╭─ DATA RECORDS

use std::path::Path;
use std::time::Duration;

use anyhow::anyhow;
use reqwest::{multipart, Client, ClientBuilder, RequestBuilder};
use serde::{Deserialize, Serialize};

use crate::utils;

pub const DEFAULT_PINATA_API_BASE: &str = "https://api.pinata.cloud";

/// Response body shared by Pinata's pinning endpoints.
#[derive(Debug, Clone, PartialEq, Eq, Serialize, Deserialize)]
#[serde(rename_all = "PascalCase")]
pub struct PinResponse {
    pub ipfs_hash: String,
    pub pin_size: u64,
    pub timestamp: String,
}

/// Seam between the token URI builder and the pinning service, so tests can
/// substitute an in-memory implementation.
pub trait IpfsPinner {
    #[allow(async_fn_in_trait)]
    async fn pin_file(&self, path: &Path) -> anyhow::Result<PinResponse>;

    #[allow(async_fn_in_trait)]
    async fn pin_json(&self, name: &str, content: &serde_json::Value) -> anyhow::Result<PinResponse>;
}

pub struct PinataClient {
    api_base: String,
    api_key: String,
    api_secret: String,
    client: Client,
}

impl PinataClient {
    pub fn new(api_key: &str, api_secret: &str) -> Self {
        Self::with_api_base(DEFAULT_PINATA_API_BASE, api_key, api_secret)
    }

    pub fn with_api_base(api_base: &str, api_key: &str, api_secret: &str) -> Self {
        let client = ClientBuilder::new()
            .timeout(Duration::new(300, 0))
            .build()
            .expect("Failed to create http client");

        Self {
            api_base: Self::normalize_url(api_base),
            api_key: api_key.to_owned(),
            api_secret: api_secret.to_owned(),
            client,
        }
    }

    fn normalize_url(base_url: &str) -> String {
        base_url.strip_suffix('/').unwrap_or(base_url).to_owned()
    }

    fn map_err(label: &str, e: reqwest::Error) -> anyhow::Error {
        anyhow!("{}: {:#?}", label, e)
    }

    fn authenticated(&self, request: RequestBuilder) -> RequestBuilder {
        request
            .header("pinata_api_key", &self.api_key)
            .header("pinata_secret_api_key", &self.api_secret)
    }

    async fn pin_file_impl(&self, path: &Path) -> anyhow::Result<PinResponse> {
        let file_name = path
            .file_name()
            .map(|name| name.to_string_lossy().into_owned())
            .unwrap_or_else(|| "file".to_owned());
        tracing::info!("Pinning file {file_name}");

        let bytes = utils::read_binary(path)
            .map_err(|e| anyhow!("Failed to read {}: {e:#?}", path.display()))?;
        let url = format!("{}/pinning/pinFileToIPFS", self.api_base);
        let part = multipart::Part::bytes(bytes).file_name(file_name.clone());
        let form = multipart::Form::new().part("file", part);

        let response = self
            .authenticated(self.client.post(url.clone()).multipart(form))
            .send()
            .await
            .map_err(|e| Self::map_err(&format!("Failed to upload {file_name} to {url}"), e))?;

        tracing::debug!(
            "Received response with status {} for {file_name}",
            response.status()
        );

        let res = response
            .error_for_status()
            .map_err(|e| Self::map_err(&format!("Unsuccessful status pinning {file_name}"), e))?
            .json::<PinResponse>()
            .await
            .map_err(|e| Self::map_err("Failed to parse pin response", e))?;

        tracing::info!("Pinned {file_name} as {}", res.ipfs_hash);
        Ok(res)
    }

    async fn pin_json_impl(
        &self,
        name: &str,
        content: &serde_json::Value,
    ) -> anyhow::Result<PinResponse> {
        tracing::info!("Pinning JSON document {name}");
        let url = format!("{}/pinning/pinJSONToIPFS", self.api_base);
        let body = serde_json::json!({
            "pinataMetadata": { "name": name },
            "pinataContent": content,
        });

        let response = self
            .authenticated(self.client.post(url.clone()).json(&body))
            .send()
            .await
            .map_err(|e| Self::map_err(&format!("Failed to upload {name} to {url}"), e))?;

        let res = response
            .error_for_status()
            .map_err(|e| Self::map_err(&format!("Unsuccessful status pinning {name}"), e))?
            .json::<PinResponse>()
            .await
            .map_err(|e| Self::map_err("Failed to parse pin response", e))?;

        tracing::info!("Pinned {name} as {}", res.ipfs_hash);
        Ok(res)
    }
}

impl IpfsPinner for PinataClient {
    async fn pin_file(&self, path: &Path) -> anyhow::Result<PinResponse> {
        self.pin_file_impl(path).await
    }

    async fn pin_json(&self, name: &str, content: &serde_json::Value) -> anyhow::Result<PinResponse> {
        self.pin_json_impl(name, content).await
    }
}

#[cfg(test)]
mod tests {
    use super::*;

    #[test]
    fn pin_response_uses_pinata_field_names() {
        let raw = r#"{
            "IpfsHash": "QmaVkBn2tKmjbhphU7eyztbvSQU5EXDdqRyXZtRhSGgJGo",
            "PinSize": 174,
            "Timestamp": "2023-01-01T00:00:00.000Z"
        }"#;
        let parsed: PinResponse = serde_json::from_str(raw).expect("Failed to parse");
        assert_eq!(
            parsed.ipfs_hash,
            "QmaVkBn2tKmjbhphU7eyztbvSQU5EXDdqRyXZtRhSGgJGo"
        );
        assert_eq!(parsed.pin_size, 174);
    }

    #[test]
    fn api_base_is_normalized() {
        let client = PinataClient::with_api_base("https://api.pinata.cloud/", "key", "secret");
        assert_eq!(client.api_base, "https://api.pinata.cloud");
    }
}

╰─

> **WHAT YOU HAVE TO DO**: Search the entries for the word "bytes", then list each line that holds it.

> **SOLUTION BELOW**:
        let bytes = utils::read_binary(path)
        let part = multipart::Part::bytes(bytes).file_name(file_name.clone());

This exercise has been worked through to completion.